- _Task item_
Set down each line of the data below exactly.

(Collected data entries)
——————————
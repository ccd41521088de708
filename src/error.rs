use axum::{
    http::StatusCode,
    response::{IntoResponse, Response},
    Json,
};
use serde_json::json;

/// Application-level errors
///
/// The cache layer has no variant here on purpose: a cache failure is always a miss.
#[derive(thiserror::Error, Debug)]
pub enum AppError {
    #[error("HTTP client error: {0}")]
    HttpClient(#[from] reqwest::Error),

    #[error("Not found: {0}")]
    NotFound(String),

    #[error("Invalid input: {0}")]
    InvalidInput(String),

    #[error("External API error: {0}")]
    ExternalApi(String),

    #[error("Theme analysis failed: {0}")]
    AnalysisFailed(String),

    #[error("Internal server error: {0}")]
    Internal(String),
}

impl IntoResponse for AppError {
    fn into_response(self) -> Response {
        let (status, message) = match self {
            AppError::NotFound(msg) => (StatusCode::NOT_FOUND, msg),
            AppError::InvalidInput(msg) => (StatusCode::BAD_REQUEST, msg),
            AppError::AnalysisFailed(_) | AppError::Internal(_) => {
                (StatusCode::INTERNAL_SERVER_ERROR, self.to_string())
            }
            AppError::ExternalApi(msg) => (StatusCode::BAD_GATEWAY, msg),
            AppError::HttpClient(_) => (StatusCode::BAD_GATEWAY, self.to_string()),
        };

        let body = Json(json!({
            "error": message
        }));

        (status, body).into_response()
    }
}

pub type AppResult<T> = Result<T, AppError>;

#[cfg(test)]
mod tests {
    use super::*;

    #[test]
    fn test_invalid_input_maps_to_bad_request() {
        let response = AppError::InvalidInput("query cannot be empty".to_string()).into_response();
        assert_eq!(response.status(), StatusCode::BAD_REQUEST);
    }

    #[test]
    fn test_analysis_failure_maps_to_internal_error() {
        let response = AppError::AnalysisFailed("upstream timeout".to_string()).into_response();
        assert_eq!(response.status(), StatusCode::INTERNAL_SERVER_ERROR);
    }

    #[test]
    fn test_external_api_maps_to_bad_gateway() {
        let response = AppError::ExternalApi("status 503".to_string()).into_response();
        assert_eq!(response.status(), StatusCode::BAD_GATEWAY);
    }

    #[test]
    fn test_analysis_failure_message() {
        let err = AppError::AnalysisFailed("model returned invalid JSON".to_string());
        assert_eq!(
            err.to_string(),
            "Theme analysis failed: model returned invalid JSON"
        );
    }
}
——————————
- _Written solution_
repository ccd41521088de708
filename src/error.rs
use axum::{
    http::StatusCode,
    response::{IntoResponse, Response},
    Json,
};
use serde_json::json;

/// Application-level errors
///
/// The cache layer has no variant here on purpose: a cache failure is always a miss.
#[derive(thiserror::Error, Debug)]
pub enum AppError {
    #[error("HTTP client error: {0}")]
    HttpClient(#[from] reqwest::Error),

    #[error("Not found: {0}")]
    NotFound(String),

    #[error("Invalid input: {0}")]
    InvalidInput(String),

    #[error("External API error: {0}")]
    ExternalApi(String),

    #[error("Theme analysis failed: {0}")]
    AnalysisFailed(String),

    #[error("Internal server error: {0}")]
    Internal(String),
}

impl IntoResponse for AppError {
    fn into_response(self) -> Response {
        let (status, message) = match self {
            AppError::NotFound(msg) => (StatusCode::NOT_FOUND, msg),
            AppError::InvalidInput(msg) => (StatusCode::BAD_REQUEST, msg),
            AppError::AnalysisFailed(_) | AppError::Internal(_) => {
                (StatusCode::INTERNAL_SERVER_ERROR, self.to_string())
            }
            AppError::ExternalApi(msg) => (StatusCode::BAD_GATEWAY, msg),
            AppError::HttpClient(_) => (StatusCode::BAD_GATEWAY, self.to_string()),
        };

        let body = Json(json!({
            "error": message
        }));

        (status, body).into_response()
    }
}

pub type AppResult<T> = Result<T, AppError>;

#[cfg(test)]
mod tests {
    use super::*;

    #[test]
    fn test_invalid_input_maps_to_bad_request() {
        let response = AppError::InvalidInput("query cannot be empty".to_string()).into_response();
        assert_eq!(response.status(), StatusCode::BAD_REQUEST);
    }

    #[test]
    fn test_analysis_failure_maps_to_internal_error() {
        let response = AppError::AnalysisFailed("upstream timeout".to_string()).into_response();
        assert_eq!(response.status(), StatusCode::INTERNAL_SERVER_ERROR);
    }

    #[test]
    fn test_external_api_maps_to_bad_gateway() {
        let response = AppError::ExternalApi("status 503".to_string()).into_response();
        assert_eq!(response.status(), StatusCode::BAD_GATEWAY);
    }

    #[test]
    fn test_analysis_failure_message() {
        let err = AppError::AnalysisFailed("model returned invalid JSON".to_string());
        assert_eq!(
            err.to_string(),
            "Theme analysis failed: model returned invalid JSON"
        );
    }
}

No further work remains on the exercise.